Autor des Stückes war der Arzt Friedrich Wolf, der sich öffentlich gegen den Abtreibungsparagrafen stark machte. Ebenso wie die Ärztin Else Kienle, wurde er der gewerbsmäßigen Abtreibung beschuldigt und 1931 verhaftet. Nach Massenprotesten kamen sie jedoch wieder frei. Eine Mitstreiterin der beiden war die Frauenrechtlerin Helene Stöcker, die bereits 1905 den „Bund für Mutterschutz und Sexualreform“ gründete. Dieser setzte sich nicht nur für die Rechte lediger Mütter ein, sondern verwies auch auf die sexuellen Bedürfnisse von Frauen jenseits des Kinderwunsches. Damit stieß sie damals allerdings auch innerhalb der Frauenbewegung auf viel Gegenwind.
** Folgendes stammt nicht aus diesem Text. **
impl MailAgent {
    /// Create an agent with a fresh session.
    pub fn new(
        config: AgentConfig,
        model: Arc<dyn ModelClient>,
        registry: Arc<ActionRegistry>,
    ) -> Self {
        let session = AgentSession::new(config.memory_capacity);
        Self {
            config,
            model,
            registry,
            session: Mutex::new(session),
        }
    }

    pub fn config(&self) -> &AgentConfig {
        &self.config
    }

    pub fn registry(&self) -> &ActionRegistry {
        &self.registry
    }

    /// Run one cycle for a new user message.
    ///
    /// # Errors
    ///
    /// Returns [`MailAgentError::SessionBusy`] if a cycle is already running
    /// for this session. Model and action failures are reported in the
    /// returned [`AgentReply`], not as errors.
    pub async fn handle_message(&self, text: &str) -> Result<AgentReply> {
        let mut session = self.lock_session()?;
        session.memory.append(Turn::user(text.trim()));
        self.run_cycle(&mut session).await
    }

    /// Apply the user's decision on a pending approval and continue the
    /// conversation so the model can react to it.
    ///
    /// Approval dispatches the parked invocation exactly once. Rejection
    /// records a failure turn carrying the comment. An unknown or
    /// already-resolved id changes nothing and does not call the model.
    ///
    /// # Errors
    ///
    /// Returns [`MailAgentError::SessionBusy`] if a cycle is already running.
    pub async fn resolve_approval(&self, id: &str, decision: Decision) -> Result<AgentReply> {
        let mut session = self.lock_session()?;
        let span = tracing::info_span!(SPAN_APPROVAL_RESOLVE, { FIELD_APPROVAL_ID } = %id.trim());

        let mut stats = CycleStats::default();
        let resolved = async {
            match session.approvals.resolve(id, decision) {
                ApprovalOutcome::NotFound => {
                    tracing::info!("approval id not pending");
                    false
                }
                ApprovalOutcome::Approved(pending) => {
                    tracing::info!(action = %pending.invocation.action, "approved");
                    let result = self.dispatch(&pending.invocation).await;
                    stats.actions_run += 1;
                    self.record_result(&mut session, pending.invocation, result);
                    true
                }
                ApprovalOutcome::Rejected { pending, comment } => {
                    tracing::info!(action = %pending.invocation.action, "rejected");
                    self.record_result(
                        &mut session,
                        pending.invocation,
                        Err(ActionError::Rejected(comment)),
                    );
                    true
                }
            }
        }
        .instrument(span)
        .await;

        if !resolved {
            return Ok(stats.reply(
                format!("No pending approval with id {}.", id.trim()),
                StopReason::ApprovalNotFound,
            ));
        }

        let mut reply = self.run_cycle(&mut session).await?;
        reply.actions_run += stats.actions_run;
        Ok(reply)
    }

    /// Pending approvals, oldest first.
    ///
    /// # Errors
    ///
    /// Returns [`MailAgentError::SessionBusy`] while a cycle is running.
    pub fn pending_approvals(&self) -> Result<Vec<PendingApproval>> {
        Ok(self.lock_session()?.approvals.list().to_vec())
    }

    /// Clear memory, search results, contacts and pending approvals.
    ///
    /// # Errors
    ///
    /// Returns [`MailAgentError::SessionBusy`] while a cycle is running.
    pub fn reset(&self) -> Result<()> {
        self.lock_session()?.reset();
        tracing::info!("session reset");
        Ok(())
    }

    /// Run `f` against the session state.
    ///
    /// # Errors
    ///
    /// Returns [`MailAgentError::SessionBusy`] while a cycle is running.
    pub fn inspect<T>(&self, f: impl FnOnce(&AgentSession) -> T) -> Result<T> {
        let guard = self.lock_session()?;
        Ok(f(&guard))
    }

    fn lock_session(&self) -> Result<MutexGuard<'_, AgentSession>> {
        self.session.try_lock().map_err(|_| {
            MailAgentError::SessionBusy("still processing the previous request".to_owned())
        })
    }

    /// The main loop: runs until the model stops emitting directives, a
    /// gated action is parked, the model fails, or the cap is reached.
    async fn run_cycle(&self, session: &mut AgentSession) -> Result<AgentReply> {
        let mut stats = CycleStats::default();
        let mut partial = String::new();

        for iteration in 1..=self.config.max_iterations {
            let span = tracing::info_span!(
                SPAN_AGENT_CYCLE,
                { FIELD_ITERATION } = iteration,
                { FIELD_MAX_ITERATIONS } = self.config.max_iterations,
            );

            let step = self
                .run_iteration(session, &mut stats, &mut partial)
                .instrument(span)
                .await;
            if let Some(reply) = step {
                return Ok(reply);
            }
        }

        tracing::warn!(
            max_iterations = self.config.max_iterations,
            "iteration limit reached"
        );
        let text = if partial.is_empty() {
            ITERATION_LIMIT_NOTICE.to_owned()
        } else {
            format!("{partial}\n\n{ITERATION_LIMIT_NOTICE}")
        };
        session.memory.append(Turn::agent(text.clone()));
        Ok(stats.reply(text, StopReason::IterationLimit))
    }

    /// One model round-trip and the dispatches it triggers.
    ///
    /// Returns `Some` when the cycle must stop.
    async fn run_iteration(
        &self,
        session: &mut AgentSession,
        stats: &mut CycleStats,
        partial: &mut String,
    ) -> Option<AgentReply> {
        let prompt = build_prompt(&PromptContext {
            preamble: self.config.preamble.as_deref().unwrap_or(DEFAULT_PREAMBLE),
            registry: &self.registry,
            memory: &session.memory,
            recent_window: self.config.recent_window,
            now: Utc::now(),
        });

        let response = match self.call_model(&prompt, stats).await {
            Ok(response) => response,
            Err(e) => {
                tracing::warn!(error = %e, "model call failed");
                let text = format!("Sorry, I couldn't reach the language model: {e}");
                session.memory.append(Turn::agent(text.clone()));
                return Some(stats.reply(text, StopReason::ModelFailure));
            }
        };

        let parsed = parse_response(&response);
        if !parsed.has_invocations() {
            tracing::debug!("model replied without directives");
            session.memory.append(Turn::agent(parsed.residual.clone()));
            return Some(stats.reply(parsed.residual, StopReason::Complete));
        }

        if !parsed.residual.is_empty() {
            session.memory.append(Turn::agent(parsed.residual.clone()));
            *partial = parsed.residual;
        }

        let total = parsed.invocations.len();
        for (index, invocation) in parsed.invocations.into_iter().enumerate() {
            let Some(descriptor) = self.registry.lookup(&invocation.action) else {
                tracing::warn!(action = %invocation.action, "unknown action");
                let err = ActionError::UnknownAction(invocation.action.clone());
                self.record_result(session, invocation, Err(err));
                continue;
            };

            if !descriptor.requires_approval {
                let result = self.dispatch(&invocation).await;
                stats.actions_run += 1;
                self.record_result(session, invocation, result);
                continue;
            }

            let params = match validate_params(&descriptor, &invocation.params) {
                Ok(params) => params,
                Err(e) => {
                    self.record_result(session, invocation, Err(e));
                    continue;
                }
            };
            let invocation = ToolInvocation::new(descriptor.name.clone(), params);
            let description = descriptor.describe(&invocation.params);
            let pending = session.approvals.submit(invocation.clone(), description);
            tracing::info!(
                action = %descriptor.name,
                approval_id = %pending.id,
                "action parked for approval"
            );

            let skipped = total - index - 1;
            let mut note = format!(
                "waiting for user approval (id {}): {}",
                pending.id, pending.description
            );
            if skipped > 0 {
                note.push_str(&format!(
                    ". {skipped} later action(s) in this reply were not run; propose them again once this is resolved"
                ));
            }
            session
                .memory
                .append(Turn::tool_result(invocation, ToolStatus::Pending, note));

            let text = format!(
                "Approval needed to {}. Approve or reject request {}.",
                pending.description, pending.id
            );
            let mut reply = stats.reply(text, StopReason::ApprovalRequired);
            reply.pending = Some(pending);
            return Some(reply);
        }

        None
    }

    /// Call the model, retrying rate-limited failures with backoff.
    async fn call_model(&self, prompt: &str, stats: &mut CycleStats) -> Result<String> {
        let policy = &self.config.retry;
        let max_attempts = policy.max_attempts.max(1);
        let mut attempt = 1u32;

        loop {
            let span = tracing::debug_span!(
                SPAN_MODEL_REQUEST,
                { FIELD_MODEL } = %self.model.name(),
                { FIELD_ATTEMPT } = attempt,
            );
            stats.model_calls += 1;
            match self.model.complete(prompt).instrument(span).await {
                Ok(text) => return Ok(text),
                Err(e) if e.is_rate_limited() && attempt < max_attempts => {
                    let delay = policy.delay_for_retry(attempt);
                    tracing::warn!(
                        attempt,
                        max_attempts,
                        delay_ms = delay.as_millis() as u64,
                        "model rate limited, backing off"
                    );
                    tokio::time::sleep(delay).await;
                    attempt += 1;
                }
                Err(e) => return Err(e),
            }
        }
    }

    /// Validate and execute a single invocation with a timeout.
    async fn dispatch(&self, invocation: &ToolInvocation) -> ActionResult {
        let span = tracing::info_span!(SPAN_ACTION_DISPATCH, { FIELD_ACTION } = %invocation.action);
        async {
            let descriptor = self
                .registry
                .lookup(&invocation.action)
                .ok_or_else(|| ActionError::UnknownAction(invocation.action.clone()))?;
            let params = validate_params(&descriptor, &invocation.params)?;

            let secs = self.config.action_timeout_secs;
            tracing::info!("dispatching action");
            match tokio::time::timeout(
                Duration::from_secs(secs),
                descriptor.executor.execute(&params),
            )
            .await
            {
                Ok(result) => result,
                Err(_) => {
                    tracing::warn!(timeout_secs = secs, "action timed out");
                    Err(ActionError::Timeout(secs))
                }
            }
        }
        .instrument(span)
        .await
    }

    /// Fold an action outcome into the session.
    fn record_result(
        &self,
        session: &mut AgentSession,
        invocation: ToolInvocation,
        result: ActionResult,
    ) {
        let (status, content) = match result {
            Ok(ActionOutput {
                text,
                search,
                contacts,
            }) => {
                if let Some(search) = search {
                    session.memory.set_last_search(search);
                }
                for contact in &contacts {
                    session
                        .memory
                        .record_contact(&contact.display_name, &contact.email);
                }
                (ToolStatus::Success, text)
            }
            Err(e) => {
                tracing::debug!(action = %invocation.action, kind = e.kind(), error = %e, "action failed");
                (ToolStatus::Failure, format!("{}: {e}", e.kind()))
            }
        };
        let (content, truncated) = truncate_output(&content, self.config.max_tool_output_bytes);
        if truncated {
            tracing::debug!(action = %invocation.action, "action output truncated");
        }
        session
            .memory
            .append(Turn::tool_result(invocation, status, content));
    }
}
Durchs Scheunenviertel zur Rosenstraße
Wir legten noch zwei Stationen im Scheunenviertel ein, bevor wir mit Blick auf die S-Bahngleise Spannendes über den Beginn der Bahnhofsmission erfuhren. Im ausgehenden 19. Jahrhundert kamen viele allein reisende junge Mädchen und Frauen über den Ostbahnhof nach Berlin, um hier ihr Glück zu suchen. Doch viele sprachen kein Deutsch und gerieten in die Hände von Zuhältern – der Traum von einer Anstellung als Dienstmädchen endete für viele in der Prostitution.
Ab 1894 verteilten Frauen Flugblätter an die Ankommenden, um sie in mehreren Sprachen (damals ein absolutes Novum) vor zwielichtigen Angeboten zu warnen. Leider eine weitere Episode, die nach wie vor aktuell ist, denn auch die geflüchteten Frauen aus der Ukraine müssen derzeit vor solchen geschützt werden.
Einige Jahre später wurde das Engagement unter anderem auf obdachlose Männer ausgeweitet – heute gibt es die kostenlosen Anlaufstellen an über 100 Bahnhöfen in Deutschland.
Kurz darauf erreichten wir die Rosenstraße, wo 1943 hunderte Frauen für die Freilassung ihrer jüdischen Männer protestierten. Über die berührende Geschichte und die dortigen Denkmale habe ich kürzlich schon einen eigenen Rosenstraßen-Artikel geschrieben. Ein wunderbares Beispiel dafür, dass friedlicher Protest zum Erfolg führen kann!
Frauengeschichte und Frauentag in Berlin – Fazit
Zum Frauentag gab es in Berlin dieses Jahr ein breites Angebot, aber ihr müsst natürlich nicht bis nächstes Jahr warten, wenn ihr euch für Frauengeschichte interessiert. Die Broschüre von Claudia von Gélieu könnt ihr euch auf der Seite der Berliner Landeszentrale für politische Bildung herunterladen. Zudem gibt es jeden Monat mehrere Führungen von Frauentouren. Eine habe ich schon begleitend zum Filmfest FrauenWelten besucht.